PROBLEM TO SOLVE: For this task, copy the data that follows exactly, keeping every character.

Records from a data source

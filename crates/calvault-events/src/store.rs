//! Write-side helpers for the `event` and `modules` tables.

use rusqlite::{params, Connection};

use crate::error::EventQueryError;
use crate::event::NewEvent;

/// Inserts an event and returns its row ID.
///
/// # Errors
///
/// Returns `EventQueryError::Database` on SQL failure.
pub fn insert_event(conn: &Connection, event: &NewEvent) -> Result<i64, EventQueryError> {
    conn.execute(
        "INSERT INTO event (
            name, description, component, userid, groupid, courseid, categoryid,
            modulename, instance, eventtype, timestart, timeduration, visible,
            priority, location, timemodified
        ) VALUES (
            ?1, ?2, ?3, ?4, ?5, ?6, ?7, ?8, ?9, ?10, ?11, ?12, ?13, ?14, ?15,
            CAST(strftime('%s', 'now') AS INTEGER)
        )",
        params![
            event.name,
            event.description,
            event.component,
            event.user_id,
            event.group_id,
            event.course_id,
            event.category_id,
            event.module_name,
            event.instance,
            event.event_type,
            event.time_start,
            event.time_duration,
            event.visible,
            event.priority,
            event.location,
        ],
    )?;
    Ok(conn.last_insert_rowid())
}

/// Registers a module type, or updates its visibility if it already exists.
///
/// # Errors
///
/// Returns `EventQueryError::Database` on SQL failure.
pub fn register_module(conn: &Connection, name: &str, visible: bool) -> Result<(), EventQueryError> {
    conn.execute(
        "INSERT INTO modules (name, visible) VALUES (?1, ?2)
         ON CONFLICT(name) DO UPDATE SET visible = excluded.visible",
        params![name, visible],
    )?;
    tracing::debug!(module = name, visible, "registered module");
    Ok(())
}

/// Shows or hides every event generated by a registered module.
///
/// # Errors
///
/// Returns `EventQueryError::ModuleNotFound` if the module was never
/// registered.
pub fn set_module_visibility(
    conn: &Connection,
    name: &str,
    visible: bool,
) -> Result<(), EventQueryError> {
    let changed = conn.execute(
        "UPDATE modules SET visible = ?2 WHERE name = ?1",
        params![name, visible],
    )?;
    if changed == 0 {
        return Err(EventQueryError::ModuleNotFound(name.to_string()));
    }
    Ok(())
}
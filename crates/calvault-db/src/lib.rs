//! Database layer for the Calvault calendar store.
//!
//! Provides SQLite connection pooling (via `r2d2`), WAL-mode initialization,
//! and embedded SQL migrations for the `event` and `modules` tables that the
//! raw event retrieval strategy reads from.
//!
//! # Design decisions
//!
//! - **SQLite with WAL mode**: concurrent readers with a single writer, which
//!   matches a calendar workload that is overwhelmingly reads.
//! - **`r2d2` connection pool**: callers borrow a connection per request and
//!   hand it to the query layer explicitly. Nothing in the workspace keeps a
//!   process-wide database handle.
//! - **Embedded migrations**: SQL files are compiled into the binary via
//!   `include_str!` so the schema cannot drift from the queries built
//!   against it.

mod migrations;
mod pool;

pub use migrations::{run_migrations, MigrationError};
pub use pool::{create_pool, DbPool, DbRuntimeSettings, PoolError};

WRITTEN SOLUTION:
filename crates/calvault-events/src/store.rs
//! Write-side helpers for the `event` and `modules` tables.

use rusqlite::{params, Connection};

use crate::error::EventQueryError;
use crate::event::NewEvent;

/// Inserts an event and returns its row ID.
///
/// # Errors
///
/// Returns `EventQueryError::Database` on SQL failure.
pub fn insert_event(conn: &Connection, event: &NewEvent) -> Result<i64, EventQueryError> {
    conn.execute(
        "INSERT INTO event (
            name, description, component, userid, groupid, courseid, categoryid,
            modulename, instance, eventtype, timestart, timeduration, visible,
            priority, location, timemodified
        ) VALUES (
            ?1, ?2, ?3, ?4, ?5, ?6, ?7, ?8, ?9, ?10, ?11, ?12, ?13, ?14, ?15,
            CAST(strftime('%s', 'now') AS INTEGER)
        )",
        params![
            event.name,
            event.description,
            event.component,
            event.user_id,
            event.group_id,
            event.course_id,
            event.category_id,
            event.module_name,
            event.instance,
            event.event_type,
            event.time_start,
            event.time_duration,
            event.visible,
            event.priority,
            event.location,
        ],
    )?;
    Ok(conn.last_insert_rowid())
}

/// Registers a module type, or updates its visibility if it already exists.
///
/// # Errors
///
/// Returns `EventQueryError::Database` on SQL failure.
pub fn register_module(conn: &Connection, name: &str, visible: bool) -> Result<(), EventQueryError> {
    conn.execute(
        "INSERT INTO modules (name, visible) VALUES (?1, ?2)
         ON CONFLICT(name) DO UPDATE SET visible = excluded.visible",
        params![name, visible],
    )?;
    tracing::debug!(module = name, visible, "registered module");
    Ok(())
}

/// Shows or hides every event generated by a registered module.
///
/// # Errors
///
/// Returns `EventQueryError::ModuleNotFound` if the module was never
/// registered.
pub fn set_module_visibility(
    conn: &Connection,
    name: &str,
    visible: bool,
) -> Result<(), EventQueryError> {
    let changed = conn.execute(
        "UPDATE modules SET visible = ?2 WHERE name = ?1",
        params![name, visible],
    )?;
    if changed == 0 {
        return Err(EventQueryError::ModuleNotFound(name.to_string()));
    }
    Ok(())
}
filename crates/calvault-db/src/lib.rs
//! Database layer for the Calvault calendar store.
//!
//! Provides SQLite connection pooling (via `r2d2`), WAL-mode initialization,
//! and embedded SQL migrations for the `event` and `modules` tables that the
//! raw event retrieval strategy reads from.
//!
//! # Design decisions
//!
//! - **SQLite with WAL mode**: concurrent readers with a single writer, which
//!   matches a calendar workload that is overwhelmingly reads.
//! - **`r2d2` connection pool**: callers borrow a connection per request and
//!   hand it to the query layer explicitly. Nothing in the workspace keeps a
//!   process-wide database handle.
//! - **Embedded migrations**: SQL files are compiled into the binary via
//!   `include_str!` so the schema cannot drift from the queries built
//!   against it.

mod migrations;
mod pool;

pub use migrations::{run_migrations, MigrationError};
pub use pool::{create_pool, DbPool, DbRuntimeSettings, PoolError};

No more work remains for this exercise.